Parkar,
On 4/26/23 10:34, Patkar Omkar Anant wrote:
I am a bit newbie to this domain of client certificate-based
authentication. We have two applications … A(server) and B(client).
Web application A runs on Apache Tomcat 9.0.52. (it’s a REST API
based application). Application B invokes the rest api of application
A.
Now we want to introduce client certificate-based authentication
between A and B.
Good for you. I wish more and more services would (a) offer this and (b)
actually use it.
So far based on information I have gathered from the internet all I
have got is different pieces, but I am not able to connect the dots
how to setup or configure tomcat (where A is hosted) to achieve this
requirement. >
I have been provided certificate by application B that is going to
access our application A.
Good so far. You need to configure Application A (server) with a "trust
store" which contains that certificate.
But what are realms, how to map them with the certificate provided to
us and configure that realm in tomcat, where to store the certificate
provided by client, how to enforce webapp on system A to go for
client certificate authentication etc…these dots I am not able to
connect.
You are very unlikely to need a Realm at all.
Will you be requiring a client cert for every connection, or is it only
for some users?
It would be great and appreciated, if someone can guide me the
correct sequence and steps I should follow ? … basically, help me to
connect the dots. 😊
In order to get Tomcat to request and/or process a client's TLS
certificate, you need to alter your <Connector> to include some of these:
(https://tomcat.apache.org/tomcat-9.0-doc/config/http.html#SSL_Support)

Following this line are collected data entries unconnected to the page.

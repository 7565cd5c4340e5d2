//! Current session slot and readiness flags.
//!
//! The [`Link`] holds the one live [`SessionHandle`] together with the
//! `connected` and `klippy_ready` flags. All three change together under
//! one lock, and every mutation names the session it is meant for: a
//! handshake or worker belonging to a replaced session finds the identity
//! mismatch and leaves the new session alone.
//!
//! Writes also go through the lock, so there is a single writer to the
//! socket at any time.

// ============================================================================
// Imports
// ============================================================================

use std::fmt;

use parking_lot::Mutex;
use tokio::sync::watch;
use tracing::debug;

use crate::error::{Error, Result};
use crate::identifiers::SessionId;
use crate::transport::SessionHandle;

// ============================================================================
// ConnectionState
// ============================================================================

/// Observable connection state.
///
/// ```text
/// Disconnected → Connecting → Open → KlippyWaiting → Ready
///       ▲                                              │
///       └──────────────── close / error ───────────────┘
/// ```
#[derive(Debug, Clone, Copy, PartialEq, Eq, Hash, Default)]
pub enum ConnectionState {
    /// No session.
    #[default]
    Disconnected,
    /// Opening a websocket.
    Connecting,
    /// Websocket open, handshake not started.
    Open,
    /// Polling `server.info` until klippy is ready.
    KlippyWaiting,
    /// Klippy ready; normal requests allowed.
    Ready,
}

impl fmt::Display for ConnectionState {
    fn fmt(&self, f: &mut fmt::Formatter<'_>) -> fmt::Result {
        let name = match self {
            Self::Disconnected => "disconnected",
            Self::Connecting => "connecting",
            Self::Open => "open",
            Self::KlippyWaiting => "klippy-waiting",
            Self::Ready => "ready",
        };
        f.write_str(name)
    }
}

// ============================================================================
// Gate
// ============================================================================

/// Which sessions a write may go to.
#[derive(Debug, Clone, Copy, PartialEq, Eq)]
pub(crate) enum Gate {
    /// The current session, only once klippy is ready.
    Ready,
    /// This exact session, ready or not. Handshake traffic only.
    Session(SessionId),
}

// ============================================================================
// Link
// ============================================================================

#[derive(Default)]
struct Slot {
    session: Option<SessionHandle>,
    connected: bool,
    klippy_ready: bool,
}

/// The current session and its readiness.
pub(crate) struct Link {
    slot: Mutex<Slot>,
    state_tx: watch::Sender<ConnectionState>,
}

impl Link {
    pub fn new() -> Self {
        let (state_tx, _) = watch::channel(ConnectionState::Disconnected);
        Self {
            slot: Mutex::new(Slot::default()),
            state_tx,
        }
    }

    // ========================================================================
    // State
    // ========================================================================

    /// Returns the current connection state.
    pub fn state(&self) -> ConnectionState {
        *self.state_tx.borrow()
    }

    /// Subscribes to connection state changes.
    pub fn subscribe(&self) -> watch::Receiver<ConnectionState> {
        self.state_tx.subscribe()
    }

    /// Publishes a state that is not tied to a session.
    pub fn set_state(&self, state: ConnectionState) {
        self.state_tx.send_replace(state);
    }

    /// Publishes `state` if `id` is still the current session.
    pub fn set_state_if_current(&self, id: SessionId, state: ConnectionState) -> bool {
        let slot = self.slot.lock();
        if !is_current(&slot, id) {
            return false;
        }
        self.state_tx.send_replace(state);
        true
    }

    /// Returns `true` if connected and klippy is ready.
    pub fn is_ready(&self) -> bool {
        let slot = self.slot.lock();
        slot.connected && slot.klippy_ready
    }

    /// Returns `true` if `id` is the current session.
    pub fn is_current(&self, id: SessionId) -> bool {
        is_current(&self.slot.lock(), id)
    }

    // ========================================================================
    // Transitions
    // ========================================================================

    /// Installs a freshly opened session.
    pub fn attach(&self, handle: SessionHandle) {
        let mut slot = self.slot.lock();
        if let Some(previous) = slot.session.replace(handle) {
            previous.close();
        }
        slot.connected = true;
        slot.klippy_ready = false;
        self.state_tx.send_replace(ConnectionState::Open);
    }

    /// Clears the slot if `id` is still the current session.
    pub fn detach(&self, id: SessionId) -> bool {
        let mut slot = self.slot.lock();
        if !is_current(&slot, id) {
            return false;
        }
        *slot = Slot::default();
        self.state_tx.send_replace(ConnectionState::Disconnected);
        true
    }

    /// Marks klippy ready on session `id`.
    ///
    /// Returns `false` without touching anything if `id` was replaced.
    pub fn mark_klippy_ready(&self, id: SessionId) -> bool {
        let mut slot = self.slot.lock();
        if !is_current(&slot, id) {
            return false;
        }
        slot.klippy_ready = true;
        self.state_tx.send_replace(ConnectionState::Ready);
        true
    }

    /// Asks session `id` to close, if it is still current.
    pub fn close_session(&self, id: SessionId) {
        let slot = self.slot.lock();
        match &slot.session {
            Some(handle) if handle.id() == id => handle.close(),
            _ => debug!(session = %id, "Close requested for a session that is no longer current"),
        }
    }

    // ========================================================================
    // Writes
    // ========================================================================

    /// Returns `true` if a write through `gate` could currently succeed.
    pub fn accepts(&self, gate: Gate) -> bool {
        admits(&self.slot.lock(), gate).is_some()
    }

    /// Writes a frame to the session admitted by `gate`.
    ///
    /// # Errors
    ///
    /// Returns [`Error::NotConnected`] if no session is admitted or its
    /// event loop has stopped.
    pub fn write(&self, text: String, gate: Gate) -> Result<()> {
        let slot = self.slot.lock();
        let handle = admits(&slot, gate).ok_or(Error::NotConnected)?;
        handle.send_text(text)
    }
}

fn is_current(slot: &Slot, id: SessionId) -> bool {
    slot.session.as_ref().is_some_and(|handle| handle.id() == id)
}

fn admits(slot: &Slot, gate: Gate) -> Option<&SessionHandle> {
    let handle = slot.session.as_ref()?;
    match gate {
        Gate::Ready if slot.connected && slot.klippy_ready => Some(handle),
        Gate::Session(id) if handle.id() == id => Some(handle),
        _ => None,
    }
}

// ============================================================================
// Tests
// ============================================================================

truststoreFile (points to the JKS or P12 (preferred) file that contains
your trusted certificates)
certificateVerification (choose either "optional" for requesting but not
requiring it for all clients or "required" to require a certificate to
be presented by all clients)
If you just want to require all requests to present that certificate,
then you need:
certificateVerification="required"
truststoreFile="mykeystore.p12"
truststorePassword="secret"
This should do all the checking you need. You should not even have to
configure your web application to use CLIENT-CERT authentication unless
you want to be able to identify the caller from within the application.
If you want that, reply and I can explain what happens next.